Nous avons de nombreux cas sur les produits défectueux, cassés, n’ayant aucune garantie ou encore où les garanties proposées ne sont pas respectées. Ces cas concernent surtout les téléphones portables et les produits électroménagers. Nous procédons souvent par médiation afin qu’il y ait une ‘win win situation’ qui permet aux consommateurs de sortir gagnants. Bien sûr, il y a le recours ultime qui est de poursuivre le commerçant, mais bien souvent il y a un consensus entre les deux parties et il n’y a pas lieu d’en arriver là.
Combien de doléances enregistrez-vous par mois ?
Entre 300 et 350 doléances en moyenne par mois. Nous enregistrons une hausse pour les cas de téléphones et électroménagers cassés ou abîmés. Par contre, s’agissant de l’affichage des prix des produits, le nombre de doléances rapportées est en diminution. Nous avons aussi constaté que le nombre de doléances augmente en périodes de fin d’année ou encore quand nous faisons des campagnes de conscientisation.
Quels sont les divers moyens qu’ont les consommateurs pour faire leurs doléances ?

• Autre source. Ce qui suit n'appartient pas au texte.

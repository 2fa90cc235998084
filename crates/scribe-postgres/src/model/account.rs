//! Account model for PostgreSQL database operations.

use diesel::prelude::*;
use jiff_diesel::Timestamp;
use uuid::Uuid;

use crate::schema::accounts;

/// A registered user account.
#[derive(Debug, Clone, PartialEq, Queryable, Selectable)]
#[diesel(table_name = accounts)]
#[diesel(check_for_backend(diesel::pg::Pg))]
pub struct Account {
    /// Unique account identifier.
    pub id: Uuid,
    /// Unique, human-readable handle; used as the session subject.
    pub username: String,
    /// Unique email address, stored lowercased.
    pub email_address: String,
    /// PHC-formatted password hash. Never the plaintext password.
    pub password_hash: String,
    /// Timestamp when the account was created.
    pub created_at: Timestamp,
    /// Timestamp when the account was last updated.
    pub updated_at: Timestamp,
    /// Timestamp when the account was soft-deleted.
    pub deleted_at: Option<Timestamp>,
}

/// Data for creating a new account.
#[derive(Debug, Clone, Insertable)]
#[diesel(table_name = accounts)]
#[diesel(check_for_backend(diesel::pg::Pg))]
pub struct NewAccount {
    /// Identifier assigned at creation (UUID v7).
    pub id: Uuid,
    /// Unique, human-readable handle.
    pub username: String,
    /// Unique email address.
    pub email_address: String,
    /// PHC-formatted password hash.
    pub password_hash: String,
}

impl NewAccount {
    /// Creates a new account record with a fresh time-ordered identifier.
    ///
    /// The username is trimmed and the email address is trimmed and lowercased.
    pub fn new(
        username: impl AsRef<str>,
        email_address: impl AsRef<str>,
        password_hash: impl Into<String>,
    ) -> Self {
        Self {
            id: Uuid::now_v7(),
            username: username.as_ref().trim().to_owned(),
            email_address: normalize_email(email_address.as_ref()),
            password_hash: password_hash.into(),
        }
    }
}

/// Normalizes an email address for storage and lookup.
#[inline]
pub(crate) fn normalize_email(email: &str) -> String {
    email.trim().to_lowercase()
}
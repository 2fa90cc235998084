//! Database query repositories.
//!
//! Repository traits are implemented for [`PgConnection`] and, through `Deref`,
//! for every pooled [`PgConn`].
//!
//! [`PgConnection`]: crate::PgConnection
//! [`PgConn`]: crate::PgConn

mod account;
mod post;

pub use account::AccountRepository;
pub use post::PostRepository;
use serde::{Deserialize, Serialize};

/// Pagination parameters for database queries.
#[derive(Debug, Clone, Copy, PartialEq, Eq, Serialize, Deserialize)]
pub struct Pagination {
    /// Maximum number of records to return.
    pub limit: i64,
    /// Number of records to skip.
    pub offset: i64,
}

impl Pagination {
    /// Creates a new pagination instance.
    pub fn new(limit: i64, offset: i64) -> Self {
        Self {
            // Ensure limit is between 1 and 1000
            limit: limit.clamp(1, 1000),
            // Ensure offset is non-negative
            offset: offset.max(0),
        }
    }

    /// Returns the offset as an index, for in-memory slicing.
    #[inline]
    pub fn skip(&self) -> usize {
        usize::try_from(self.offset).unwrap_or(0)
    }

    /// Returns the limit as a count, for in-memory slicing.
    #[inline]
    pub fn take(&self) -> usize {
        usize::try_from(self.limit).unwrap_or(0)
    }
}

impl Default for Pagination {
    fn default() -> Self {
        Self::new(50, 0)
    }
}

#[cfg(test)]
mod tests {
    use super::*;

    #[test]
    fn pagination_new() {
        let pagination = Pagination::new(25, 100);
        assert_eq!(pagination.limit, 25);
        assert_eq!(pagination.offset, 100);
    }

    #[test]
    fn pagination_bounds_checking() {
        assert_eq!(Pagination::new(0, 10).limit, 1);
        assert_eq!(Pagination::new(1500, 10).limit, 1000);
        assert_eq!(Pagination::new(10, -5).offset, 0);
    }

    #[test]
    fn pagination_slice_helpers() {
        let pagination = Pagination::default();
        assert_eq!(pagination.skip(), 0);
        assert_eq!(pagination.take(), 50);
    }
}
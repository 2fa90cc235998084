//! Query string extractor.

use axum::extract::rejection::QueryRejection;
use axum::extract::{FromRequestParts, Query as AxumQuery};
use axum::http::request::Parts;
use derive_more::{Deref, DerefMut, From};
use serde::de::DeserializeOwned;

use super::sanitize_error_message;
use crate::handler::{Error, ErrorKind};

/// Query string extractor whose rejections are [`Error`] values.
#[must_use]
#[derive(Debug, Clone, Copy, Default, Deref, DerefMut, From)]
pub struct Query<T>(pub T);

impl<T> Query<T> {
    /// Returns the parsed query parameters.
    #[inline]
    pub fn into_inner(self) -> T {
        self.0
    }
}

impl<T, S> FromRequestParts<S> for Query<T>
where
    T: DeserializeOwned,
    S: Send + Sync,
{
    type Rejection = Error<'static>;

    async fn from_request_parts(parts: &mut Parts, state: &S) -> Result<Self, Self::Rejection> {
        match AxumQuery::<T>::from_request_parts(parts, state).await {
            Ok(AxumQuery(query)) => Ok(Query(query)),
            Err(rejection) => Err(rejection.into()),
        }
    }
}

impl From<QueryRejection> for Error<'static> {
    fn from(rejection: QueryRejection) -> Self {
        match rejection {
            QueryRejection::FailedToDeserializeQueryString(err) => ErrorKind::BadRequest
                .with_message("Invalid query parameters.")
                .with_context(sanitize_error_message(&err.body_text(), 2, 150)),
            other => ErrorKind::BadRequest
                .with_message("Invalid query parameters.")
                .with_context(format!("unexpected query rejection: {other:?}")),
        }
    }
}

Les gens peuvent venir à la Consumer Affairs Unit, envoyer une lettre ou en appelant sur la hotline 185. Le ministère du Commerce a aussi lancé cette semaine une page Facebook où les consommateurs peuvent également laisser leurs doléances.
Témoignages
Vikesh et son climatiseur sans garantie
Séduit par la publicité d’un revendeur en faveur d’une marque de climatiseur, notamment le prix abordable, Rs 15 000 pour un appareil de 12000 btu et la période de garantie annoncée, soit cinq ans, Vikesh décide de faire un premier versement de Rs 5 000 pour se réserver un appareil. Il demande à voir la carte de garantie. On lui fait comprendre que celle-ci lui sera remise à l’achat de l’équipement. Deux semaines plus tard, il paie le montant restant, soit Rs 10 000. Il demande encore à voir la carte de garantie. On lui explique que celle-ci lui sera remise avec la livraison de l’appareil. Or, aucune carte de garantie à la livraison. Le seul document disponible dans l’emballage est le manuel d’utilisation. Il téléphone au revendeur pour s’enquérir de ce manquement.
On lui explique que l’oubli vient de leur part, n’ayant pas demandé au distributeur de la leur remettre. Deux semaines d’attente et de nombreux appels téléphoniques plus tard, toujours rien. Il décide alors d’appeler le distributeur, personne n’est disponible pour répondre à sa demande. « Selon la section 5 (1) des Electrical and Domestic Appliances Regulations 1989, les conditions de garantie offertes par un commerçant à un client 'shall be clearly set out in writing' au moment de la vente. Ce qui implique que le revendeur doit remettre au client un document approprié dans lequel sont inscrites clairement les conditions de garantie. La mention « 5 ans de garantie » inscrite à la main sur le reçu n’est pas conforme à la loi, souligne Mosadeq Sahebdin.
Navish et Fazila et leur télé qui ne fonctionne plus
Fazila a fait l’acquisition d’un téléviseur qu’elle a acheté au comptant pour Rs 6000. Le hic : le téléviseur tombe en panne après trois mois. Le cas est rapporté au magasin qui décide de l’emporter pour des réparations. Trois semaines plus tard, le client est informé que son téléviseur allait lui être retourné. En l’absence du client, c’est un autre membre de la famille qui prend possession de l’appareil. Mais, elle a le réflexe de demander que l’on le mette en marche, en vue de vérifier s’il est bien en état de marche. C’est à ce moment qu’on lui informe que le téléviseur n’a pu être réparé. À son retour, l’acheteur décide de téléphoner au magasin… personne pour prendre l’appel.
Finalement, il décide de se plaindre auprès de la Consumer Affairs Unit où un officier lui fera comprendre que l’écran d’un téléviseur n’est pas couvert par la garantie. Ce cas rappel celui de Navish qui avait acheté un téléviseur à Rs 12 000 et que celui-ci devait tomber en panne seulement trois mois après l’achat. Fort de ses contrats de garantie, il fait une plainte auprès du revendeur. Celui-ci fait transporter le produit à l'atelier. Il est stupéfié d’apprendre que l’écran a été endommagé et que celui-ci n’est pas couvert par la garantie. Il lui est demandé de débourser Rs 12 000 pour remplacer l’écran.